[Exercise goal]: Lines from the top of the entries down to the line with "assert_eq!(membership.role, Role::Owner);" must be set down exactly as they stand, with both ends retained.

BEGIN Provided records

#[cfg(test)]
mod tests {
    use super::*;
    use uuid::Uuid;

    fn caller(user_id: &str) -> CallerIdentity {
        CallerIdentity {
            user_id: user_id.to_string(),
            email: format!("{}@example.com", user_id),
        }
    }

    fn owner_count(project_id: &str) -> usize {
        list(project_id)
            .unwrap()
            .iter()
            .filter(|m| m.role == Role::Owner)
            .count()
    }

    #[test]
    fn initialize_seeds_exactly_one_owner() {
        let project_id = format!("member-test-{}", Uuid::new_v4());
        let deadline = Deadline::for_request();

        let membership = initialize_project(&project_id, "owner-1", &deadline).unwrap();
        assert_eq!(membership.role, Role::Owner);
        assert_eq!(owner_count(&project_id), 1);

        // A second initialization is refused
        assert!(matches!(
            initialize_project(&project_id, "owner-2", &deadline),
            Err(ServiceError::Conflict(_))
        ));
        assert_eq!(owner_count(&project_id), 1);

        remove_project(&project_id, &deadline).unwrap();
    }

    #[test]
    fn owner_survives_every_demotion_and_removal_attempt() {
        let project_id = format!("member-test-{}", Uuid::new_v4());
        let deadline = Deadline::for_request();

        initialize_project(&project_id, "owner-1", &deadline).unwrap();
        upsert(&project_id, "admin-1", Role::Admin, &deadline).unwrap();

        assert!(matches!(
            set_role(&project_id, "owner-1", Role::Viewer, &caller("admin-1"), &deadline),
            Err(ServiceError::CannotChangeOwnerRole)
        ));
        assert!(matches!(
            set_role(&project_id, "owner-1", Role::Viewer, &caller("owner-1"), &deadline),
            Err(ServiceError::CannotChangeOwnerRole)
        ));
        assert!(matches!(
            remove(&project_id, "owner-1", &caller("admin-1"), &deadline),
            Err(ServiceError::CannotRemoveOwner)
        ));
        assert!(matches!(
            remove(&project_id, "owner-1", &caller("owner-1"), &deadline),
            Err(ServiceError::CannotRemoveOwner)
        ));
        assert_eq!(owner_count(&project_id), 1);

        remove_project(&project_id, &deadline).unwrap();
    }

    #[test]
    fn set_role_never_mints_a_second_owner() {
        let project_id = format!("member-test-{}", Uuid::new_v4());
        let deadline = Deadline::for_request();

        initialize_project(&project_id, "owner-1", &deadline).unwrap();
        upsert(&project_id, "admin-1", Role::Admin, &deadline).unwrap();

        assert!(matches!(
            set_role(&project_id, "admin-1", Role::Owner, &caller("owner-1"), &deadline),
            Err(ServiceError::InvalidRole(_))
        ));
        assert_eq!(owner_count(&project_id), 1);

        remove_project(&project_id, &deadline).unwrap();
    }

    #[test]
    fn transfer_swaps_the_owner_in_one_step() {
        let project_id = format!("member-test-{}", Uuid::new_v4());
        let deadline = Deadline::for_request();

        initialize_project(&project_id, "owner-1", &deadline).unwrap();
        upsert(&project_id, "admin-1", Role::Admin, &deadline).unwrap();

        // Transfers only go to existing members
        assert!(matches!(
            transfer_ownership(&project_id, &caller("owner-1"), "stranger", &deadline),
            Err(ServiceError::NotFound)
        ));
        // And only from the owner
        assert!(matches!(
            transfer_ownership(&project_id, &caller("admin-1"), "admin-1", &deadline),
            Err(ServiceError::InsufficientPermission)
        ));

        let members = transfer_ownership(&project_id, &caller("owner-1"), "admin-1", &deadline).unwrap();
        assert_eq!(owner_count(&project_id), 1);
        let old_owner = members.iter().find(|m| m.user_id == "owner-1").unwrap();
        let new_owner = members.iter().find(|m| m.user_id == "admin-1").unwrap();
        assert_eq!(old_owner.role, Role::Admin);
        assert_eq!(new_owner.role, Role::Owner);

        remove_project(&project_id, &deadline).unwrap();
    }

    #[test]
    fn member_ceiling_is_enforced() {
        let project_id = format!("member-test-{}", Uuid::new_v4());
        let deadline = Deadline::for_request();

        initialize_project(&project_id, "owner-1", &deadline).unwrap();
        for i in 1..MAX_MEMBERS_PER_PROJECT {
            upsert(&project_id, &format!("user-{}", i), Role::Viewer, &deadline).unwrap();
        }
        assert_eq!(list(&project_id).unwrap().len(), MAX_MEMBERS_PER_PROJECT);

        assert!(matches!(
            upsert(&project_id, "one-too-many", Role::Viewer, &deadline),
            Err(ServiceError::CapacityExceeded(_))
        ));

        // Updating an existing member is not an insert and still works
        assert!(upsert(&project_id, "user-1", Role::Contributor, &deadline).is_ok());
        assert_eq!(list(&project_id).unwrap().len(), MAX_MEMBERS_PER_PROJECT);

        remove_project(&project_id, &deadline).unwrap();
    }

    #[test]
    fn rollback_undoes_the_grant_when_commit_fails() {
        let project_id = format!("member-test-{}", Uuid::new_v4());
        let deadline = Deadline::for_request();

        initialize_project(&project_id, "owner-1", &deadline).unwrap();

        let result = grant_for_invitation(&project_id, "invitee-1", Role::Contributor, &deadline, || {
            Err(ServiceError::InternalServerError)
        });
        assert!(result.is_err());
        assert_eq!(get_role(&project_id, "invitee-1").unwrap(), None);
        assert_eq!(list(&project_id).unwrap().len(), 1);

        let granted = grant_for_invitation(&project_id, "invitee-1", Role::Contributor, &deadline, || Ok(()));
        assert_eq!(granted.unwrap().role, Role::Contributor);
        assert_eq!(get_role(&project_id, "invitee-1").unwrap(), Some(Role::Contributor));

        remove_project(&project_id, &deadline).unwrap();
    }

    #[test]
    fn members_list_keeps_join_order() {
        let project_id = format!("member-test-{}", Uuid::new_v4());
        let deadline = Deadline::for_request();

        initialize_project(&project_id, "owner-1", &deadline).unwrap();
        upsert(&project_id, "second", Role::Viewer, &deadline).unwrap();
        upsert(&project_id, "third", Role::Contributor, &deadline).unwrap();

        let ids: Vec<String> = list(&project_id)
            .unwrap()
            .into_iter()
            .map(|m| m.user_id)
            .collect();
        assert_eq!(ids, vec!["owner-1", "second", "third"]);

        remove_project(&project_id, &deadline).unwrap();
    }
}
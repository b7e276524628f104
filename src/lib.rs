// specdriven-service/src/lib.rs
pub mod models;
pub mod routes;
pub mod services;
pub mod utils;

END Provided records

[The completed task]:
#[cfg(test)]
mod tests {
    use super::*;
    use uuid::Uuid;

    fn caller(user_id: &str) -> CallerIdentity {
        CallerIdentity {
            user_id: user_id.to_string(),
            email: format!("{}@example.com", user_id),
        }
    }

    fn owner_count(project_id: &str) -> usize {
        list(project_id)
            .unwrap()
            .iter()
            .filter(|m| m.role == Role::Owner)
            .count()
    }

    #[test]
    fn initialize_seeds_exactly_one_owner() {
        let project_id = format!("member-test-{}", Uuid::new_v4());
        let deadline = Deadline::for_request();

        let membership = initialize_project(&project_id, "owner-1", &deadline).unwrap();
        assert_eq!(membership.role, Role::Owner);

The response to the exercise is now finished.